3.2 Gender Differences in Addiction Severity Index at Baseline

Table 2 exhibits gender differences in the Addiction Severity Index (ASI). The mean ASI family composite score for women was significantly higher than that of men (t=3.8, p<0.001). This finding was congruous with two other related family measures, mean days of conflict with family members in the past 30 days (t=4.2, p<0.001), and conflicts with others (t=3.7, p<0.001). Both men and women showed similar severity scores in drug and alcohol use. Although there were slight differences across ASI medical composites, significantly more women reported having chronic medical problems (X2 (1) =5.7, p<0.05). Women reported more employment problems compared to men (ASI, t=4.2 p<0.001).

Table 2.

Addiction severity at baseline

% or Mean (S.D.)
Characteristics Males (N=390) Females (N=177) Total (N=567)
ASI score
    Family Composite Score*** 0.11 (0.18) 0.18 (0.24) 0.13 (0.20)
    Alcohol Composite Score 0.10 (0.18) 0.09 (0.18) 0.09 (0.18)
    Drug Composite Score 0.11 (0.11) 0.12 (0.13) 0.11 (0.12)
    Medical Composite Score 0.13 (0.27) 0.16 (0.27) 0.14 (0.27)
    Employment Composite Score*** 0.56 (0.32) 0.68 (0.31) 0.60 (0.33)
    Psychiatric Composite Score** 0.14 (0.19) 0.19 (0.23) 0.16 (0.21)
    Legal Composite Score 0.18 (0.20) 0.17 (0.20) 0.18 (0.20)
Family and social relationships
    Days of Conflict with Family, past 30 days*** 1.3 (4.59) 3.6 (8.42) 2.0 (6.13)
    Days of Conflict with Others, past 30 days*** 0.7 (3.20) 2.3 (7.16) 1.2 (4.84)
Medical Status and Psychiatric Status
    Chronic Medical Problems* 17.4 26.4 20.2
    Depression, past 30 days 25.5 30.5 27.1
    Depression, lifetime*** 47.8 64.9 53.1
    Anxiety, past 30 days 29.4 31.6 30.1
    Anxiety, lifetime** 41.0 52.9 44.7
    Trouble Understanding, Concentrating or Remembering, past 30 days* 17.7 26.4 20.4
    Trouble Understanding, Concentrating or Remembering, lifetime** 24.2 37.9 28.4
Legal Status
    In Controlled Setting, past 30 days (%)
        None 67.9 65.0 67.0
        Jail 24.9 22.6 24.2
        Alcohol/Drug Treatment 5.4 11.3 7.2
        Medical/Psychiatric/Other Treatment 1.8 1.1 1.6
    In Controlled Setting, past 6 months (%)**
        No 47.2 52.4 48.9
        Jail 43.6 33.7 40.5
        Alcohol/Drug Treatment 5.8 12.7 8.0
        Medical/Psychiatric/other Treatment 3.3 1.2 2.7
    Months Incarcerated, lifetime* 12.7(24.49) 7.4(19.27) 11.0 (23.12)
    Days Incarcerated, past 30 days 3.1 (7.10) 3.7 (8.10) 3.3 (7.42)

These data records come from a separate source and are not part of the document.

//! Multi-tier response cache: L1 exact (sled-backed), L2 semantic
//! (same-intent token similarity), L3 negative (failure suppression),
//! plus keyed single-flight so concurrent identical fingerprints share
//! one build.

mod negative;
mod semantic;
mod singleflight;
mod store;
mod tiers;

pub use negative::NegativeEntry;
pub use semantic::{token_similarity, Candidate, SemanticIndex};
pub use singleflight::{FlightOutcome, FlightTicket, LeaderGuard, SingleFlight};
pub use store::{CacheEntry, EntryStore, StoreError};
pub use tiers::{CacheOutcome, CacheStats, InvalidateFilter, TieredCache};
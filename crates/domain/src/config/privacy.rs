use serde::{Deserialize, Serialize};

// ━━━━━━━━━━━━━━━━━━━━━━━━━━━━━━━━━━━━━━━━━━━━━━━━━━━━━━━━━━━━━━━━━━
// Privacy
// ━━━━━━━━━━━━━━━━━━━━━━━━━━━━━━━━━━━━━━━━━━━━━━━━━━━━━━━━━━━━━━━━━━

#[derive(Debug, Clone, Serialize, Deserialize)]
pub struct PrivacyConfig {
    /// Mask emails, phone numbers, personnummer, and full names before
    /// any text is stored or logged.
    #[serde(default = "d_true")]
    pub pii_masking: bool,
    /// Session-level telemetry retention.
    #[serde(default = "d_session_retention_days")]
    pub session_retention_days: u32,
    /// Aggregate telemetry retention.
    #[serde(default = "d_aggregate_retention_days")]
    pub aggregate_retention_days: u32,
}

impl Default for PrivacyConfig {
    fn default() -> Self {
        Self {
            pii_masking: true,
            session_retention_days: d_session_retention_days(),
            aggregate_retention_days: d_aggregate_retention_days(),
        }
    }
}

// ── serde default helpers ───────────────────────────────────────────

fn d_true() -> bool {
    true
}
fn d_session_retention_days() -> u32 {
    7
}
fn d_aggregate_retention_days() -> u32 {
    30
}
use serde::{Deserialize, Serialize};

// ━━━━━━━━━━━━━━━━━━━━━━━━━━━━━━━━━━━━━━━━━━━━━━━━━━━━━━━━━━━━━━━━━━
// Guardian (admission control)
// ━━━━━━━━━━━━━━━━━━━━━━━━━━━━━━━━━━━━━━━━━━━━━━━━━━━━━━━━━━━━━━━━━━

/// Thresholds and dwell times for the admission-control state machine.
///
/// Invariant enforced by `Config::validate()`: `ram_recover_pct <
/// ram_soft_pct < ram_hard_pct`, and likewise for the CPU pair.
#[derive(Debug, Clone, Serialize, Deserialize)]
pub struct GuardianConfig {
    #[serde(default = "d_ram_soft")]
    pub ram_soft_pct: f32,
    #[serde(default = "d_ram_hard")]
    pub ram_hard_pct: f32,
    #[serde(default = "d_ram_recover")]
    pub ram_recover_pct: f32,
    #[serde(default = "d_cpu_soft")]
    pub cpu_soft_pct: f32,
    #[serde(default = "d_cpu_recover")]
    pub cpu_recover_pct: f32,
    #[serde(default = "d_temp_hard")]
    pub temp_hard_c: f32,
    #[serde(default = "d_battery_hard")]
    pub battery_hard_pct: f32,

    /// Sampling cadence for the background task.
    #[serde(default = "d_sample_interval_ms")]
    pub sample_interval_ms: u64,
    /// Sliding window length (samples) for soft-threshold predicates.
    #[serde(default = "d_window")]
    pub window: usize,
    /// Continuous time below the recover band before returning to NORMAL.
    #[serde(default = "d_recover_dwell_s")]
    pub recover_dwell_s: u64,

    /// Kill-action rate limit: more than this many within
    /// `kill_window_min` minutes escalates EMERGENCY to LOCKDOWN.
    #[serde(default = "d_kill_max")]
    pub kill_max: u32,
    #[serde(default = "d_kill_window_min")]
    pub kill_window_min: u64,
    /// LOCKDOWN auto-exits after this many seconds.
    #[serde(default = "d_lockdown_exit_s")]
    pub lockdown_exit_s: u64,

    /// `Retry-After` seconds attached to guardian rejections.
    #[serde(default = "d_reject_retry_after_s")]
    pub reject_retry_after_s: u64,
}

impl Default for GuardianConfig {
    fn default() -> Self {
        Self {
            ram_soft_pct: d_ram_soft(),
            ram_hard_pct: d_ram_hard(),
            ram_recover_pct: d_ram_recover(),
            cpu_soft_pct: d_cpu_soft(),
            cpu_recover_pct: d_cpu_recover(),
            temp_hard_c: d_temp_hard(),
            battery_hard_pct: d_battery_hard(),
            sample_interval_ms: d_sample_interval_ms(),
            window: d_window(),
            recover_dwell_s: d_recover_dwell_s(),
            kill_max: d_kill_max(),
            kill_window_min: d_kill_window_min(),
            lockdown_exit_s: d_lockdown_exit_s(),
            reject_retry_after_s: d_reject_retry_after_s(),
        }
    }
}

// ── serde default helpers ───────────────────────────────────────────

fn d_ram_soft() -> f32 {
    80.0
}
fn d_ram_hard() -> f32 {
    92.0
}
fn d_ram_recover() -> f32 {
    70.0
}
fn d_cpu_soft() -> f32 {
    80.0
}
fn d_cpu_recover() -> f32 {
    70.0
}
fn d_temp_hard() -> f32 {
    85.0
}
fn d_battery_hard() -> f32 {
    25.0
}
fn d_sample_interval_ms() -> u64 {
    1_000
}
fn d_window() -> usize {
    5
}
fn d_recover_dwell_s() -> u64 {
    60
}
fn d_kill_max() -> u32 {
    3
}
fn d_kill_window_min() -> u64 {
    30
}
fn d_lockdown_exit_s() -> u64 {
    3_600
}
fn d_reject_retry_after_s() -> u64 {
    30
}
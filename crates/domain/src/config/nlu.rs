use serde::{Deserialize, Serialize};

// ━━━━━━━━━━━━━━━━━━━━━━━━━━━━━━━━━━━━━━━━━━━━━━━━━━━━━━━━━━━━━━━━━━
// NLU gateway
// ━━━━━━━━━━━━━━━━━━━━━━━━━━━━━━━━━━━━━━━━━━━━━━━━━━━━━━━━━━━━━━━━━━

#[derive(Debug, Clone, Serialize, Deserialize)]
pub struct NluConfig {
    #[serde(default = "d_base_url")]
    pub base_url: String,
    /// Hard budget for the classify call. The gateway falls back to
    /// rules when this elapses.
    #[serde(default = "d_timeout_ms")]
    pub timeout_ms: u64,
    /// Below this confidence the entailment service (if configured) is
    /// consulted for a second opinion.
    #[serde(default = "d_low_confidence")]
    pub low_confidence: f32,
    /// Optional XNLI-style entailment endpoint.
    #[serde(default)]
    pub entailment_url: Option<String>,
    #[serde(default = "d_entailment_timeout_ms")]
    pub entailment_timeout_ms: u64,
}

impl Default for NluConfig {
    fn default() -> Self {
        Self {
            base_url: d_base_url(),
            timeout_ms: d_timeout_ms(),
            low_confidence: d_low_confidence(),
            entailment_url: None,
            entailment_timeout_ms: d_entailment_timeout_ms(),
        }
    }
}

// ── serde default helpers ───────────────────────────────────────────

fn d_base_url() -> String {
    "http://127.0.0.1:9100".into()
}
fn d_timeout_ms() -> u64 {
    80
}
fn d_low_confidence() -> f32 {
    0.5
}
fn d_entailment_timeout_ms() -> u64 {
    120
}
//! Plan execution: invoke the chosen tool through the registry with a
//! per-tool timeout and breaker, then walk the per-intent fallback
//! matrix — at most one chain per turn, never an automatic retry on
//! the same tool.

use std::collections::BTreeMap;
use std::sync::Arc;
use std::time::{Duration, Instant};

use chrono::DateTime;
use chrono_tz::Tz;
use serde::{Deserialize, Serialize};
use serde_json::Value;

use sv_domain::error::{ErrorClass, ToolCallClass};
use sv_domain::plan::Plan;
use sv_domain::turn::{degrade_notice, DegradeReason, ToolCallRecord};
use sv_domain::{Error, Result};

use sv_resilience::BreakerRegistry;

use crate::args::build_args;
use crate::registry::{ToolKind, ToolRegistry, ToolSpec};
use crate::tools::{render_response, run_builtin};

// ━━━━━━━━━━━━━━━━━━━━━━━━━━━━━━━━━━━━━━━━━━━━━━━━━━━━━━━━━━━━━━━━━━
// Wire shapes
// ━━━━━━━━━━━━━━━━━━━━━━━━━━━━━━━━━━━━━━━━━━━━━━━━━━━━━━━━━━━━━━━━━━

#[derive(Debug, Serialize)]
struct ToolWireRequest<'a> {
    v: &'static str,
    tool: &'a str,
    args: &'a BTreeMap<String, Value>,
}

#[derive(Debug, Deserialize)]
struct ToolWireReply {
    text: String,
}

// ━━━━━━━━━━━━━━━━━━━━━━━━━━━━━━━━━━━━━━━━━━━━━━━━━━━━━━━━━━━━━━━━━━
// ExecutionResult
// ━━━━━━━━━━━━━━━━━━━━━━━━━━━━━━━━━━━━━━━━━━━━━━━━━━━━━━━━━━━━━━━━━━

/// Outcome of executing one plan, including every tool call made.
#[derive(Debug, Clone)]
pub struct ExecutionResult {
    pub reply_text: String,
    pub tool_calls: Vec<ToolCallRecord>,
    pub used_fallback: bool,
    pub success: bool,
}

// ━━━━━━━━━━━━━━━━━━━━━━━━━━━━━━━━━━━━━━━━━━━━━━━━━━━━━━━━━━━━━━━━━━
// PlanExecutor
// ━━━━━━━━━━━━━━━━━━━━━━━━━━━━━━━━━━━━━━━━━━━━━━━━━━━━━━━━━━━━━━━━━━

pub struct PlanExecutor {
    registry: Arc<ToolRegistry>,
    breakers: Arc<BreakerRegistry>,
    http: reqwest::Client,
    default_timeout_ms: u64,
    trust_model_args: bool,
}

impl PlanExecutor {
    pub fn new(
        registry: Arc<ToolRegistry>,
        breakers: Arc<BreakerRegistry>,
        default_timeout_ms: u64,
        trust_model_args: bool,
    ) -> Self {
        Self {
            registry,
            breakers,
            http: reqwest::Client::new(),
            default_timeout_ms,
            trust_model_args,
        }
    }

    pub fn registry(&self) -> &ToolRegistry {
        &self.registry
    }

    /// Execute a validated plan. Candidate order is the plan's tool
    /// followed by the intent's fallback chain; the walk stops at the
    /// first success, at the first non-fallbackable error, or at the
    /// end of the chain (degraded user message).
    pub async fn execute(
        &self,
        plan: &Plan,
        slots: &BTreeMap<String, String>,
        now: DateTime<Tz>,
    ) -> ExecutionResult {
        let mut candidates: Vec<String> = vec![plan.tool.clone()];
        for name in self.registry.fallback_chain(&plan.intent) {
            if !candidates.contains(name) {
                candidates.push(name.clone());
            }
        }

        let mut tool_calls = Vec::new();

        for (idx, tool_name) in candidates.iter().enumerate() {
            let Some(spec) = self.registry.tool(tool_name) else {
                continue;
            };

            // Arguments are rebuilt per candidate: a fallback tool has
            // its own schema.
            let args = match build_args(spec, slots, &plan.args, self.trust_model_args, now) {
                Ok(args) => args,
                Err(e) => {
                    tool_calls.push(ToolCallRecord {
                        name: tool_name.clone(),
                        class: ToolCallClass::Schema,
                        lat_ms: 0,
                    });
                    tracing::debug!(tool = %tool_name, error = %e, "fallback candidate skipped: args");
                    continue;
                }
            };

            let started = Instant::now();
            let outcome = self.invoke(spec, &args, now).await;
            let lat_ms = started.elapsed().as_millis() as u64;

            match outcome {
                Ok(output) => {
                    tool_calls.push(ToolCallRecord {
                        name: tool_name.clone(),
                        class: ToolCallClass::Ok,
                        lat_ms,
                    });
                    return ExecutionResult {
                        reply_text: render_response(plan, &output),
                        tool_calls,
                        used_fallback: idx > 0,
                        success: true,
                    };
                }
                Err(e) => {
                    let class = tool_call_class(&e);
                    tool_calls.push(ToolCallRecord {
                        name: tool_name.clone(),
                        class,
                        lat_ms,
                    });
                    tracing::warn!(tool = %tool_name, error = %e, "tool invocation failed");
                    // An open tool breaker is not retried, but the
                    // chain may continue to a different tool.
                    let chain_may_continue = e.class().allows_fallback()
                        || matches!(e, Error::BreakerOpen { .. });
                    if !chain_may_continue {
                        break;
                    }
                }
            }
        }

        ExecutionResult {
            reply_text: degrade_notice(DegradeReason::ToolUnavailable).to_string(),
            tool_calls,
            used_fallback: true,
            success: false,
        }
    }

    async fn invoke(
        &self,
        spec: &ToolSpec,
        args: &BTreeMap<String, Value>,
        now: DateTime<Tz>,
    ) -> Result<String> {
        let breaker_name = format!("tool.{}", spec.name);
        if let Err(retry_after_s) = self.breakers.allow(&breaker_name) {
            return Err(Error::BreakerOpen {
                dependency: breaker_name,
                retry_after_s,
            });
        }

        let result = match spec.kind {
            ToolKind::Builtin => run_builtin(&spec.name, args, now),
            ToolKind::Http => self.invoke_http(spec, args).await,
        };
        self.breakers.record(&breaker_name, result.is_ok());
        result
    }

    async fn invoke_http(&self, spec: &ToolSpec, args: &BTreeMap<String, Value>) -> Result<String> {
        let endpoint = spec
            .endpoint
            .as_deref()
            .ok_or_else(|| Error::Internal(format!("http tool {} without endpoint", spec.name)))?;
        let timeout_ms = spec.timeout_ms.unwrap_or(self.default_timeout_ms);
        let body = ToolWireRequest {
            v: "1",
            tool: &spec.name,
            args,
        };

        let started = Instant::now();
        let response = tokio::time::timeout(
            Duration::from_millis(timeout_ms),
            self.http.post(endpoint).json(&body).send(),
        )
        .await
        .map_err(|_| Error::Tool {
            tool: spec.name.clone(),
            class: ToolCallClass::Timeout,
            message: format!("timed out after {timeout_ms}ms"),
        })?
        .map_err(|e| Error::Tool {
            tool: spec.name.clone(),
            class: ToolCallClass::Other,
            message: e.to_string(),
        })?;

        let status = response.status();
        if status.as_u16() == 429 {
            return Err(Error::Tool {
                tool: spec.name.clone(),
                class: ToolCallClass::TooManyRequests,
                message: "tool rate limited".into(),
            });
        }
        if !status.is_success() {
            return Err(Error::Tool {
                tool: spec.name.clone(),
                class: ToolCallClass::FiveXx,
                message: format!("tool returned {status}"),
            });
        }

        let remaining = timeout_ms.saturating_sub(started.elapsed().as_millis() as u64).max(1);
        let wire: ToolWireReply =
            tokio::time::timeout(Duration::from_millis(remaining), response.json())
                .await
                .map_err(|_| Error::Tool {
                    tool: spec.name.clone(),
                    class: ToolCallClass::Timeout,
                    message: "reply body over budget".into(),
                })?
                .map_err(|e| Error::Tool {
                    tool: spec.name.clone(),
                    class: ToolCallClass::Schema,
                    message: format!("invalid tool reply: {e}"),
                })?;
        Ok(wire.text)
    }
}

/// Map an invocation error onto the telemetry tool-call class.
fn tool_call_class(e: &Error) -> ToolCallClass {
    match e {
        Error::Tool { class, .. } => *class,
        Error::Timeout { .. } => ToolCallClass::Timeout,
        Error::Schema(_) => ToolCallClass::Schema,
        _ => match e.class() {
            ErrorClass::RateLimited => ToolCallClass::TooManyRequests,
            ErrorClass::Backend5xx => ToolCallClass::FiveXx,
            _ => ToolCallClass::Other,
        },
    }
}

// ━━━━━━━━━━━━━━━━━━━━━━━━━━━━━━━━━━━━━━━━━━━━━━━━━━━━━━━━━━━━━━━━━━
// Tests
// ━━━━━━━━━━━━━━━━━━━━━━━━━━━━━━━━━━━━━━━━━━━━━━━━━━━━━━━━━━━━━━━━━━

Chi-square test or t-test on gender differences

*

p<0.05

**

p<0.01

***

p<0.001

Women were more likely to have psychiatric problems than men, indicated by a greater psychiatric composite score (t=2.7, p<0.01), particularly in terms of depression (X2(1) = 13.9, p < 0.001) and anxiety (X2(1) = 6.7, p<0.01) during the lifetimes, and women were more troubled with deficits in understanding, memory, and concentration in the past 30 days (X2(1) =5.34, p < 0.05) and during the lifetimes (X2(1) = 10.66, p < 0.01) (Table 2). More women reported never being in a controlled setting within the past 6 months and fewer women had been in jails (X2(3) = 12.3, p < 0.01), totaling to significantly fewer months spent incarcerated during their lifetimes (t=2.5, p<0.05) compared with men.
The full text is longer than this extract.